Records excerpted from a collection
----
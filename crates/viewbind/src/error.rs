//! Error types for view binding and rendering.
//!
//! [`ViewError`] is the single public error type. It abstracts over the
//! underlying engine's errors so the engine never leaks into the public API,
//! and it separates usage errors (wrong API use, raised synchronously at the
//! call site) from resolution errors (surfaced through a render attempt's
//! error channel). Nothing in this crate retries; every failure is reported
//! to the nearest caller.

use thiserror::Error;
use viewbind_loader::LoadError;

/// Error type for all view-binding operations.
#[derive(Debug, Error)]
pub enum ViewError {
    /// The registration entry point was called with zero applications.
    #[error("at least one application is required")]
    NoApplications,

    /// The same application was registered twice in one pending cycle.
    ///
    /// Identity is handle identity, not configuration equality; two distinct
    /// apps with identical template roots are fine.
    #[error("application is already registered in this cycle")]
    DuplicateApp,

    /// `setup` was called again on a facade whose environment already exists
    /// and which does not permit re-setup.
    #[error("environment already initialized; setup cannot run twice")]
    AlreadyInitialized,

    /// The application has no render callback installed under its configured
    /// view-engine extension.
    #[error("no view engine installed for extension {0:?}")]
    NoEngine(String),

    /// The template name matched no root.
    #[error("template not found: {0}")]
    TemplateNotFound(String),

    /// Template syntax error, compilation failure, or render-time failure.
    #[error("template error: {0}")]
    Template(String),

    /// Loader construction or source reading failed.
    #[error(transparent)]
    Load(#[from] LoadError),
}

impl From<minijinja::Error> for ViewError {
    fn from(err: minijinja::Error) -> Self {
        use minijinja::ErrorKind;

        match err.kind() {
            ErrorKind::TemplateNotFound => {
                ViewError::TemplateNotFound(err.detail().unwrap_or("unknown template").to_string())
            }
            _ => ViewError::Template(err.to_string()),
        }
    }
}
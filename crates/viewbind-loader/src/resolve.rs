//! Name sanitation and first-match resolution across ordered roots.

use std::path::{Path, PathBuf};

use log::trace;

use crate::LoadError;

/// Turns a template name into a safe relative path.
///
/// Names use `/` as the separator regardless of platform. Rejected outright:
/// absolute names, `..` segments, empty segments, and segments containing
/// backslashes. `.` segments are dropped.
pub(crate) fn sanitize(name: &str) -> Result<PathBuf, LoadError> {
    if name.is_empty() || name.starts_with('/') {
        return Err(LoadError::InvalidName(name.to_string()));
    }

    let mut rel = PathBuf::new();
    for segment in name.split('/') {
        match segment {
            "." => continue,
            "" | ".." => return Err(LoadError::InvalidName(name.to_string())),
            seg if seg.contains('\\') => {
                return Err(LoadError::InvalidName(name.to_string()));
            }
            seg => rel.push(seg),
        }
    }

    if rel.as_os_str().is_empty() {
        return Err(LoadError::InvalidName(name.to_string()));
    }

    Ok(rel)
}

/// Probes the roots in order and returns the first existing file.
pub(crate) fn first_match(roots: &[PathBuf], name: &str) -> Result<Option<PathBuf>, LoadError> {
    let rel = sanitize(name)?;

    for root in roots {
        let candidate = root.join(&rel);
        if candidate.is_file() {
            trace!("resolved {:?} in {}", name, root.display());
            return Ok(Some(candidate));
        }
    }

    trace!("no root contains {:?}", name);
    Ok(None)
}

/// Validates that each root exists and is a directory.
///
/// Construction-time check shared by all loader strategies; a missing root is
/// a configuration error, not something to paper over at lookup time.
pub(crate) fn check_roots(roots: &[PathBuf]) -> Result<(), LoadError> {
    if roots.is_empty() {
        return Err(LoadError::NoRoots);
    }
    for root in roots {
        if !Path::new(root).is_dir() {
            return Err(LoadError::NotADirectory(root.clone()));
        }
    }
    Ok(())
}
//! The registration contract shared by both lifecycle variants.

use crate::app::AppRef;
use crate::config::Config;
use crate::error::ViewError;

/// Common interface over the two registration lifecycles.
///
/// [`Registry`](crate::Registry) is the deferred variant — `setup` hands out
/// a [`Deferred`](crate::Deferred) ticket and may run again to start a fresh
/// cycle. [`Setup`](crate::Setup) is the immediate, non-reentrant variant —
/// `setup` returns the environment directly and refuses to run twice. Host
/// integrations pick one and program against this trait.
pub trait RegistrationFacade {
    /// What `setup` produces: the environment itself, or a ticket for it.
    type Ticket;

    /// Adds an application to the current cycle (a no-op with `None` where
    /// the variant has nothing else to enqueue).
    fn register(&mut self, app: Option<AppRef>) -> Result<(), ViewError>;

    /// Builds the shared environment over everything registered so far,
    /// folding in `root_app` with highest search priority.
    fn setup(&mut self, config: Config, root_app: Option<AppRef>)
        -> Result<Self::Ticket, ViewError>;
}
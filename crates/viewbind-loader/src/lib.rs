//! # viewbind-loader - Multi-Root Template Source Resolution
//!
//! This crate resolves template names to source text across an ordered list
//! of root directories. It is the loading half of the `viewbind` view-engine
//! binding, kept as its own crate so that alternate strategies can be swapped
//! in without touching the rendering side.
//!
//! ## Core Concepts
//!
//! - [`TemplateLoader`]: the loading contract — resolve a name, report
//!   whether cached state should be invalidated
//! - [`FsLoader`]: synchronous, no filesystem observation
//! - [`WatchLoader`]: fingerprint-based invalidation and cache bypass
//! - [`LoaderOptions`]: `watch` / `no_cache` knobs consumed by [`WatchLoader`]
//!
//! ## Resolution Rules
//!
//! Roots are searched in the order they were supplied; the first root
//! containing the requested relative name wins. A name that matches no root
//! resolves to `Ok(None)` — callers surface that as a template-not-found
//! error, never as empty output.
//!
//! ## Quick Start
//!
//! ```rust,ignore
//! use viewbind_loader::{FsLoader, TemplateLoader};
//!
//! let loader = FsLoader::new(vec!["./templates".into(), "./shared".into()])?;
//! let source = loader.load("index.html")?; // Some(text) from the first match
//! ```

mod error;
mod fs;
mod resolve;
mod watch;

pub use error::LoadError;
pub use fs::FsLoader;
pub use watch::WatchLoader;

/// Behavior knobs for loaders that support observation and cache control.
///
/// Both flags default to off, which makes [`WatchLoader`] behave like
/// [`FsLoader`] with fingerprint bookkeeping.
#[derive(Debug, Clone, Copy, Default, PartialEq, Eq)]
pub struct LoaderOptions {
    /// Re-check previously loaded files for changes on each invalidation poll.
    pub watch: bool,
    /// Bypass caching entirely: every poll reports stale, forcing a re-read.
    pub no_cache: bool,
}

/// The loading contract shared by all loader strategies.
///
/// Implementations must be `Send + Sync`: the rendering environment hands the
/// loader to the template engine, which requires a thread-safe source.
pub trait TemplateLoader: Send + Sync {
    /// Resolves a template name to its source text.
    ///
    /// Returns `Ok(None)` when no root contains the name. Errors are reserved
    /// for names that cannot be resolved at all (I/O failures, invalid names).
    fn load(&self, name: &str) -> Result<Option<String>, LoadError>;

    /// Reports whether previously loaded templates may be stale.
    ///
    /// The rendering side polls this before each render and drops its
    /// compiled-template cache when it returns `true`. The default
    /// implementation never invalidates.
    fn needs_reload(&self) -> bool {
        false
    }

    /// The ordered root directories this loader searches.
    fn roots(&self) -> &[std::path::PathBuf];
}
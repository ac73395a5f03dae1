//! Immediate registration facade (legacy lifecycle).
//!
//! [`Setup`] is the strict, non-reentrant sibling of
//! [`Registry`](crate::Registry): applications are collected inline with
//! [`Setup::use_app`], [`Setup::setup`] builds the environment once and
//! returns it directly, and a second `setup` call is a usage error — there
//! is no re-setup and no pending-future machinery.
//!
//! Path precedence matches the deferred variant for the root app (its roots
//! are searched first); apps collected via `use_app` keep their
//! first-registered-first-searched order among themselves.

use std::path::PathBuf;
use std::rc::Rc;

use crate::app::AppRef;
use crate::config::Config;
use crate::engine::install_engines;
use crate::environment::{build_environment, Environment};
use crate::error::ViewError;
use crate::facade::RegistrationFacade;

/// One-shot registration facade.
#[derive(Default)]
pub struct Setup {
    apps: Vec<AppRef>,
    env: Option<Environment>,
}

impl Setup {
    /// Creates an empty facade.
    pub fn new() -> Self {
        Self::default()
    }

    /// The built environment, once `setup` has run.
    pub fn env(&self) -> Option<Environment> {
        self.env.clone()
    }

    /// Collects an application ahead of the build.
    ///
    /// # Errors
    ///
    /// [`ViewError::AlreadyInitialized`] after `setup` has run;
    /// [`ViewError::DuplicateApp`] for an app handle collected twice.
    pub fn use_app(&mut self, app: AppRef) -> Result<(), ViewError> {
        if self.env.is_some() {
            return Err(ViewError::AlreadyInitialized);
        }
        if self.apps.iter().any(|a| Rc::ptr_eq(a, &app)) {
            return Err(ViewError::DuplicateApp);
        }
        self.apps.push(app);
        Ok(())
    }

    /// Builds the environment inline and binds every collected application.
    ///
    /// A supplied `root_app` is placed ahead of previously collected apps,
    /// so its template roots are searched first.
    ///
    /// # Errors
    ///
    /// [`ViewError::AlreadyInitialized`] on a second call — the first
    /// environment stays in place. Build failures propagate and leave the
    /// collected apps available for a corrected retry.
    pub fn setup(
        &mut self,
        config: Config,
        root_app: Option<AppRef>,
    ) -> Result<Environment, ViewError> {
        if self.env.is_some() {
            return Err(ViewError::AlreadyInitialized);
        }
        if let Some(root) = root_app {
            if self.apps.iter().any(|a| Rc::ptr_eq(a, &root)) {
                return Err(ViewError::DuplicateApp);
            }
            self.apps.insert(0, root);
        }

        let dirs: Vec<PathBuf> = self
            .apps
            .iter()
            .flat_map(|app| app.borrow().template_dirs())
            .collect();
        let env = build_environment(dirs, &config)?;
        install_engines(&self.apps, &env);

        self.env = Some(env.clone());
        Ok(env)
    }
}

impl RegistrationFacade for Setup {
    type Ticket = Environment;

    fn register(&mut self, app: Option<AppRef>) -> Result<(), ViewError> {
        match app {
            Some(app) => self.use_app(app),
            None => Ok(()),
        }
    }

    fn setup(
        &mut self,
        config: Config,
        root_app: Option<AppRef>,
    ) -> Result<Self::Ticket, ViewError> {
        Setup::setup(self, config, root_app)
    }
}

impl std::fmt::Debug for Setup {
    fn fmt(&self, f: &mut std::fmt::Formatter<'_>) -> std::fmt::Result {
        f.debug_struct("Setup")
            .field("apps", &self.apps.len())
            .field("ready", &self.env.is_some())
            .finish()
    }
}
----
Task description: Pick every line of the data that includes the string "each".

Response area:
/// Validates that each root exists and is a directory.
    /// Re-check previously loaded files for changes on each invalidation poll.
    /// The rendering side polls this before each render and drops its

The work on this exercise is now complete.